Blanchard abseils down from Everest, walking out as CEO with immediate effect

Kerry Blanchard has resigned as CEO of Everest Medicines with immediate effect. While the Chinese drug developer only shared the news Thursday evening, it has spent the past few months searching for a CEO, putting it on course to appoint a successor to Blanchard in the coming month.

Everest hired Blanchard in 2020 on the strength of a résumé defined by a 17-year spell at Eli Lilly that saw him rise to the position of senior vice president, China drug development. After leaving Lilly, the executive took up the chief scientific officer job at Innovent Biologics before becoming a CEO for the first time by landing the Everest job.

Blanchard took Everest public months after taking up the CEO post, raising 3.5 billion Hong Kong dollars ($320 million) to advance treatments for oncology, autoimmune disorders, cardio-renal disease and infectious disease. After seeing Everest’s share price rise toward 100 Hong Kong dollars in its first months on public markets, Blanchard has since overseen a steady decline. The stock is now down almost 90% from the peak it hit early last year.

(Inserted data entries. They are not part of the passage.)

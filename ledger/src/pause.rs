//! # Pause Switch
//!
//! A global halt for economic activity. While paused, liveness-requiring
//! operations (transfers, minting, burning) are rejected; queries and
//! allowance approvals keep working. The switch cycles between exactly two
//! states and only admins may flip it.

use serde::{Deserialize, Serialize};
use std::fmt;

use crate::error::TokenError;
use crate::identity::Address;
use crate::roles::RoleRegistry;

/// The two states of the switch. Transitions are cyclic; neither state is
/// terminal.
#[derive(Debug, Clone, Copy, PartialEq, Eq, Serialize, Deserialize)]
#[serde(rename_all = "snake_case")]
pub enum PauseState {
    /// Normal operation.
    Active,
    /// Economic activity halted.
    Paused,
}

impl fmt::Display for PauseState {
    fn fmt(&self, f: &mut fmt::Formatter<'_>) -> fmt::Result {
        match self {
            PauseState::Active => write!(f, "Active"),
            PauseState::Paused => write!(f, "Paused"),
        }
    }
}

/// The global halt flag. Starts [`PauseState::Active`].
#[derive(Debug, Clone, PartialEq, Eq, Serialize, Deserialize)]
pub struct PauseSwitch {
    state: PauseState,
}

impl PauseSwitch {
    /// Creates the switch in its initial `Active` state.
    pub fn new() -> Self {
        Self {
            state: PauseState::Active,
        }
    }

    /// Current state.
    pub fn state(&self) -> PauseState {
        self.state
    }

    /// Returns `true` while halted.
    pub fn is_paused(&self) -> bool {
        self.state == PauseState::Paused
    }

    /// Guard for liveness-requiring operations.
    ///
    /// # Errors
    ///
    /// Returns [`TokenError::InvalidState`] while the ledger is paused.
    pub fn ensure_active(&self) -> Result<(), TokenError> {
        match self.state {
            PauseState::Active => Ok(()),
            PauseState::Paused => Err(TokenError::InvalidState {
                current: PauseState::Paused,
                expected: PauseState::Active,
            }),
        }
    }

    /// Halts economic activity.
    ///
    /// # Errors
    ///
    /// Returns [`TokenError::Unauthorized`] unless `caller` is an admin,
    /// and [`TokenError::InvalidState`] if already paused.
    pub fn pause(&mut self, roles: &RoleRegistry, caller: Address) -> Result<(), TokenError> {
        roles.ensure_admin(caller)?;
        if self.state == PauseState::Paused {
            return Err(TokenError::InvalidState {
                current: PauseState::Paused,
                expected: PauseState::Active,
            });
        }
        self.state = PauseState::Paused;
        Ok(())
    }

    /// Resumes economic activity.
    ///
    /// # Errors
    ///
    /// Returns [`TokenError::Unauthorized`] unless `caller` is an admin,
    /// and [`TokenError::InvalidState`] if not currently paused.
    pub fn unpause(&mut self, roles: &RoleRegistry, caller: Address) -> Result<(), TokenError> {
        roles.ensure_admin(caller)?;
        if self.state == PauseState::Active {
            return Err(TokenError::InvalidState {
                current: PauseState::Active,
                expected: PauseState::Paused,
            });
        }
        self.state = PauseState::Active;
        Ok(())
    }
}

impl Default for PauseSwitch {
    fn default() -> Self {
        Self::new()
    }
}

#[cfg(test)]
mod tests {
    use super::*;
    use crate::identity::ADDRESS_LEN;

    fn addr(byte: u8) -> Address {
        Address::from_bytes([byte; ADDRESS_LEN])
    }

    fn roles() -> RoleRegistry {
        RoleRegistry::new(addr(1))
    }

    #[test]
    fn starts_active() {
        let switch = PauseSwitch::new();
        assert_eq!(switch.state(), PauseState::Active);
        assert!(!switch.is_paused());
        assert!(switch.ensure_active().is_ok());
    }

    #[test]
    fn admin_can_cycle_states() {
        let roles = roles();
        let mut switch = PauseSwitch::new();

        switch.pause(&roles, addr(1)).unwrap();
        assert!(switch.is_paused());
        assert!(matches!(
            switch.ensure_active(),
            Err(TokenError::InvalidState { .. })
        ));

        switch.unpause(&roles, addr(1)).unwrap();
        assert_eq!(switch.state(), PauseState::Active);
    }

    #[test]
    fn non_admin_cannot_pause() {
        let roles = roles();
        let mut switch = PauseSwitch::new();
        let result = switch.pause(&roles, addr(9));
        assert!(matches!(result, Err(TokenError::Unauthorized { .. })));
        assert!(!switch.is_paused());
    }

    #[test]
    fn double_pause_rejected() {
        let roles = roles();
        let mut switch = PauseSwitch::new();
        switch.pause(&roles, addr(1)).unwrap();
        assert!(matches!(
            switch.pause(&roles, addr(1)),
            Err(TokenError::InvalidState { .. })
        ));
    }

    #[test]
    fn unpause_requires_paused() {
        let roles = roles();
        let mut switch = PauseSwitch::new();
        assert!(matches!(
            switch.unpause(&roles, addr(1)),
            Err(TokenError::InvalidState { .. })
        ));
    }
}
//! # CLI Interface
//!
//! Command-line argument structure for `fluwix-node` using `clap` derive.
//! Supports three subcommands: `run`, `init`, and `version`.

use clap::{Parser, Subcommand};
use std::path::PathBuf;

/// Fluwix ledger node.
///
/// Hosts a permissioned token ledger and serves its operation surface
/// over HTTP. Caller identities are taken from the request body as
/// already-authenticated values -- put a real authentication proxy in
/// front of this before exposing it anywhere.
#[derive(Parser, Debug)]
#[command(
    name = "fluwix-node",
    about = "Fluwix permissioned token ledger node",
    version,
    propagate_version = true
)]
pub struct FluwixNodeCli {
    /// Subcommand to execute.
    #[command(subcommand)]
    pub command: Commands,
}

/// Top-level subcommands for the node binary.
#[derive(Subcommand, Debug)]
pub enum Commands {
    /// Start the ledger node.
    Run(RunArgs),
    /// Write a sample genesis configuration file.
    Init(InitArgs),
    /// Print version information and exit.
    Version,
}

/// Arguments for the `run` subcommand.
#[derive(Parser, Debug)]
pub struct RunArgs {
    /// Path to the genesis configuration file (JSON).
    #[arg(long, short = 'c', env = "FLUWIX_GENESIS", default_value = "genesis.json")]
    pub genesis: PathBuf,

    /// Identity that executes genesis. Becomes owner and first admin.
    #[arg(long, env = "FLUWIX_OPERATOR")]
    pub operator: String,

    /// Socket address the HTTP API binds to.
    #[arg(long, env = "FLUWIX_LISTEN", default_value = "127.0.0.1:8791")]
    pub listen: String,

    /// Log output format: "pretty" or "json".
    #[arg(long, env = "FLUWIX_LOG_FORMAT", default_value = "pretty")]
    pub log_format: String,
}

/// Arguments for the `init` subcommand.
#[derive(Parser, Debug)]
pub struct InitArgs {
    /// Where to write the sample genesis file.
    #[arg(long, short = 'o', default_value = "genesis.json")]
    pub output: PathBuf,
}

While Blanchard has resigned with immediate effect, he will stick around as an adviser for six months. By then, Everest’s board should have appointed a permanent replacement to lead the biotech through its next chapter.

“Following an extensive search in the past few months, we are delighted to have identified a finalist among a short list of CEO candidates, with a broad set of expertise across clinical development, regulatory affairs and commercialization. We expect to have the new CEO join Everest in the coming month,” Wei Fu, chairman of Everest, said in a statement.

The new CEO will inherit a business that was recently reorientated by the sale of the rights to Trodelvy in China and certain other Asian markets to Gilead’s Immunomedics. Shorn of Trodelvy, Everest is focused on seeking approval for nefecon, a proteinuria treatment that is already available in the U.S. and in China, as well as advancing a pipeline that features Pfizer’s S1P receptor modulator etrasimod.